High debt service reduces the equitable share available to both levels of the government which affects service provision due to delays in disbursements.

The exchequer has on many occasions delayed releasing funds to county governments, leading to industrial actions.

In recent months, rating firms have revised Kenya's debt to high risk.

While noting that the country has never defaulted, Njoroge was concerned that it is running out of room for further borrowing.

The concern came at a time when Kenya continues to spend taxes on debt repayment where for every Sh100 collected, Sh10 goes to repay debt, amid borrowing for recurrent and development expenditures.

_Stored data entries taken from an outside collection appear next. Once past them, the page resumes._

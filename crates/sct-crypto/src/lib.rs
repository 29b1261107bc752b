//! # sct-crypto: Cryptographic Primitives
//!
//! Provides the two cryptographic building blocks of the disclosure flow:
//!
//! - **HashEngine**: SHA-256 fingerprints of document bytes, and
//!   constant-time verification against a recorded hex digest.
//! - **TokenIssuer**: 256-bit access tokens drawn from the operating
//!   system's CSPRNG, rendered as 64 lowercase hex characters.
//!
//! Token comparison also lives here ([`tokens_match`]) so every secret
//! comparison in the workspace goes through `subtle`.
//!
//! ## Crate Policy
//!
//! - Depends only on `sct-core` internally.
//! - No mocking of cryptographic operations in tests. All tests use real
//!   SHA-256 and real OS randomness.

pub mod error;
pub mod sha256;
pub mod token;

pub use error::CryptoError;
pub use sha256::HashEngine;
pub use token::{tokens_match, TokenIssuer};
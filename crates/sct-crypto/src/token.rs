//! # Access Token Issuance
//!
//! An access token is the only credential a supplier needs to reach the
//! supplier portal, so it must be unguessable: 32 bytes from the operating
//! system's CSPRNG, hex-encoded to 64 lowercase characters.

use rand::rngs::OsRng;
use rand::RngCore;
use sct_core::AccessToken;
use subtle::ConstantTimeEq;

use crate::error::CryptoError;

/// Number of random bytes behind each token.
pub const TOKEN_BYTES: usize = 32;

/// Mints single-use access tokens.
#[derive(Debug, Clone, Copy, Default)]
pub struct TokenIssuer;

impl TokenIssuer {
    /// Mint a fresh token.
    ///
    /// # Errors
    ///
    /// Returns [`CryptoError::RandomSource`] if the OS random source fails.
    /// Never falls back to a weaker generator.
    pub fn issue() -> Result<AccessToken, CryptoError> {
        let mut bytes = [0u8; TOKEN_BYTES];
        OsRng.try_fill_bytes(&mut bytes).map_err(|e| {
            tracing::error!(error = %e, "OS random source failed while issuing token");
            CryptoError::RandomSource(e.to_string())
        })?;
        let hex: String = bytes.iter().map(|b| format!("{b:02x}")).collect();
        AccessToken::new(hex).map_err(|e| CryptoError::MalformedToken(e.to_string()))
    }
}

/// Compare a presented token string with a stored token in constant time.
///
/// Length mismatches return `false` without inspecting content.
pub fn tokens_match(presented: &str, stored: &AccessToken) -> bool {
    bool::from(presented.as_bytes().ct_eq(stored.as_bytes()))
}

#[cfg(test)]
mod tests {
    use super::*;
    use std::collections::HashSet;

    #[test]
    fn issued_token_is_64_lowercase_hex() {
        let token = TokenIssuer::issue().unwrap();
        assert_eq!(token.as_str().len(), 64);
        assert!(token
            .as_str()
            .bytes()
            .all(|b| b.is_ascii_digit() || (b'a'..=b'f').contains(&b)));
    }

    #[test]
    fn issued_tokens_do_not_repeat() {
        let tokens: HashSet<String> = (0..256)
            .map(|_| TokenIssuer::issue().unwrap().as_str().to_string())
            .collect();
        assert_eq!(tokens.len(), 256);
    }

    #[test]
    fn tokens_match_exact_only() {
        let token = TokenIssuer::issue().unwrap();
        assert!(tokens_match(token.as_str(), &token));
        assert!(!tokens_match(&token.as_str().to_uppercase(), &token));
        assert!(!tokens_match(&token.as_str()[..63], &token));
        assert!(!tokens_match("", &token));
    }
}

The country has recently accumulated a number of loan facilities including the fourth Eurobond issue of $1 billion (Sh108 billion) in June. 

Kenya went for the first Eurobond in 2014 worth $2 billion (Sh219.9 billion), followed by two more issues of $2.1 billion (Sh 239.9 billion) and $2 billion in 2018 and 2019, respectively.

Multilateral facilities account for 41 per cent of total borrowing.

There have been aspects of recurrent expenditure in areas like education, and health, increased guaranteed debt, worsening terms on new loans, such as lower concessions and increased commercial loans.

While the heavy infrastructural investment has been hailed, they are long-term investments whose impact will not be felt in the economy in the short term.

This, as the economy continues to take shocks from the Covid-19 pandemic.

“Investment in infrastructure should stimulate the economy. Why is it that we cannot capture more returns on the investment in infrastructure?,” Njoroge posed during a recent appearance in a Senate Committee.